They presented the letter to management and held their
breath. But they needn't have worried. Toyota never
responded.
"They completely ignored us," recalled Tadao Wakatsuki,
62, a veteran assembly line worker who formed the
union. "That's the Toyota way."
Over the years, even before the recent worldwide
recalls, Toyota was warned about declining product
quality and worsening working conditions at its
Japanese plants.
The warnings came not only from Wakatsuki's union, but
from the widow of a 30-year-old Toyota worker who
dropped dead at his desk and from an auto industry
activist known as the Ralph Nader of Japan.
In 2008, the National Labor Committee, a U.S.
human-rights advocacy group, released a 65-page report
titled "The Toyota You Don't Know," detailing what it
alleged were serious human-rights violations.
The report linked Toyota to human trafficking and
sweatshop abuse in connection with its importing of
foreign guest workers from China and Vietnam to work in
its Japanese factories.
Many are pressured to work overtime without pay, the
report claimed, adding that there were signs similar
practices were emerging in the United States.
"Toyota is imposing its two-tier, low-wage model at its
nonunion plants in the south" of the U.S., the report
read, "which will result in wages and benefits being
slashed across the entire auto industry."
Toyota officials said they could not confirm they
received the memo but declined to comment further.
"Communication is the backbone of our labor-management
relations," company spokesman Paul Nolasco said in
Tokyo.
Assembly line worker Wakatsuki has seen what he calls
the deterioration in working conditions and product
quality.
In an interview, he listed a litany of concerns,
including outsourcing key design work and shortening
the trial-and- error period for new cars.
"We used to test every one of our cars for safety and
quality," said the rail-thin Wakatsuki, a 45-year
Toyota veteran. "Now we do maybe 60%. The old 100% is a
thing of the past."
Believing that Toyota's unions were too compliant with
management, Wakatsuki in 2006 formed the All Toyota
Labor Union, which opened its ranks to contract and
part-time workers ignored by the major labor group.
He created a website to publicize his views. Then, in
the fall of 2006, six founding members drafted a memo
warning Toyota about an impending disaster. After
consulting technicians around the company, they also
provided a detailed plan of action.
"Our responsibility as a labor union was to point out
these problems that Toyota should have known about.
People were overworked; some were committing suicide,"

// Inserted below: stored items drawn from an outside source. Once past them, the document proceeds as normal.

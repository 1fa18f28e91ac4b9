//! Encoding, decoding and sniffing settings stored in `soapconfig::Config`.

use anyhow::{Result, anyhow};
use serde_yaml::Value;
use soapconfig::Config;
use soapenv::{Decoder, Encoder, FaultNamespace};
use tracing::warn;

use crate::sniff::{SniffRule, default_rules};
use crate::{ActionRegistry, Dispatcher};

const DEFAULT_INDENT: &str = "  ";
const DEFAULT_XML_DECLARATION: bool = false;

/// Extension trait adding the dispatch settings to [`Config`].
///
/// ```rust,ignore
/// use soapconfig::get_config;
/// use soapdispatch::DispatchConfigExt;
///
/// let config = get_config();
/// let policy = config.get_fault_namespace()?;
/// ```
pub trait DispatchConfigExt {
    /// Indentation of encoded responses (`encoding.indent`, default two spaces)
    fn get_encoding_indent(&self) -> Result<String>;
    fn set_encoding_indent(&self, indent: String) -> Result<()>;

    /// Whether responses start with an XML declaration (`encoding.xml_declaration`)
    fn get_xml_declaration(&self) -> Result<bool>;
    fn set_xml_declaration(&self, enabled: bool) -> Result<()>;

    /// Fault detection policy for requests (`decoding.fault_namespace`)
    fn get_fault_namespace(&self) -> Result<FaultNamespace>;
    fn set_fault_namespace(&self, policy: FaultNamespace) -> Result<()>;

    /// Body sniffing rules (`dispatch.sniff`)
    fn get_sniff_rules(&self) -> Result<Vec<SniffRule>>;
    fn set_sniff_rules(&self, rules: &[SniffRule]) -> Result<()>;
}

impl DispatchConfigExt for Config {
    fn get_encoding_indent(&self) -> Result<String> {
        match self.get_value(&["encoding", "indent"]) {
            Ok(Value::String(s)) => Ok(s),
            _ => Ok(DEFAULT_INDENT.to_string()),
        }
    }

    fn set_encoding_indent(&self, indent: String) -> Result<()> {
        self.set_value(&["encoding", "indent"], Value::String(indent))
    }

    fn get_xml_declaration(&self) -> Result<bool> {
        match self.get_value(&["encoding", "xml_declaration"]) {
            Ok(Value::Bool(b)) => Ok(b),
            _ => Ok(DEFAULT_XML_DECLARATION),
        }
    }

    fn set_xml_declaration(&self, enabled: bool) -> Result<()> {
        self.set_value(&["encoding", "xml_declaration"], Value::Bool(enabled))
    }

    fn get_fault_namespace(&self) -> Result<FaultNamespace> {
        match self.get_value(&["decoding", "fault_namespace"]) {
            Ok(Value::String(s)) => s
                .parse()
                .map_err(|e: String| anyhow!("decoding.fault_namespace: {}", e)),
            Ok(Value::Null) | Err(_) => Ok(FaultNamespace::default()),
            Ok(other) => Err(anyhow!(
                "decoding.fault_namespace must be a string, got {:?}",
                other
            )),
        }
    }

    fn set_fault_namespace(&self, policy: FaultNamespace) -> Result<()> {
        self.set_value(
            &["decoding", "fault_namespace"],
            Value::String(policy.as_str().to_string()),
        )
    }

    fn get_sniff_rules(&self) -> Result<Vec<SniffRule>> {
        match self.get_value(&["dispatch", "sniff"]) {
            Ok(Value::Null) | Err(_) => Ok(default_rules()),
            Ok(_) => self.get_section(&["dispatch", "sniff"]),
        }
    }

    fn set_sniff_rules(&self, rules: &[SniffRule]) -> Result<()> {
        let value = serde_yaml::to_value(rules)?;
        self.set_value(&["dispatch", "sniff"], value)
    }
}

impl Dispatcher {
    /// Builds a dispatcher with the encoder, decoder and sniffing rules
    /// described by `config`.
    pub fn from_config(config: &Config, registry: ActionRegistry) -> Result<Self> {
        let encoder = Encoder::new()
            .indent(config.get_encoding_indent()?)
            .declaration(config.get_xml_declaration()?);
        let decoder = Decoder::new().fault_namespace(config.get_fault_namespace()?);
        let rules = config.get_sniff_rules()?;
        if rules.is_empty() {
            warn!("No sniffing rules configured, {} will match nothing", crate::SOAP_BODY_PATH);
        }

        Ok(Dispatcher::new(registry)
            .with_encoder(encoder)
            .with_decoder(decoder)
            .with_rules(rules))
    }
}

he said. "Of course, Toyota did nothing, but looking
back we see how important this was. We just told them
what we saw."
Hiroko Uchino's complaint with Toyota wasn't over its
products. She believes its workplace environment killed
her husband.
In 2002, at age 30, the father of two collapsed at his
desk of sudden heart failure. It was 4:30 a.m. and
Kenichi Uchino had finished his assembly line shift
hours earlier. But as a team leader, he was responsible
for completing his paperwork on his own time.
The pattern had long concerned Uchino, who routinely
worked 14 hours a day. In his final month, his wife
says, he worked 144 hours of unpaid overtime, a common
practice known as "service to the company."
In 2007, a Japanese court ruled Uchino had died from
karoshi -- he had literally worked himself to death.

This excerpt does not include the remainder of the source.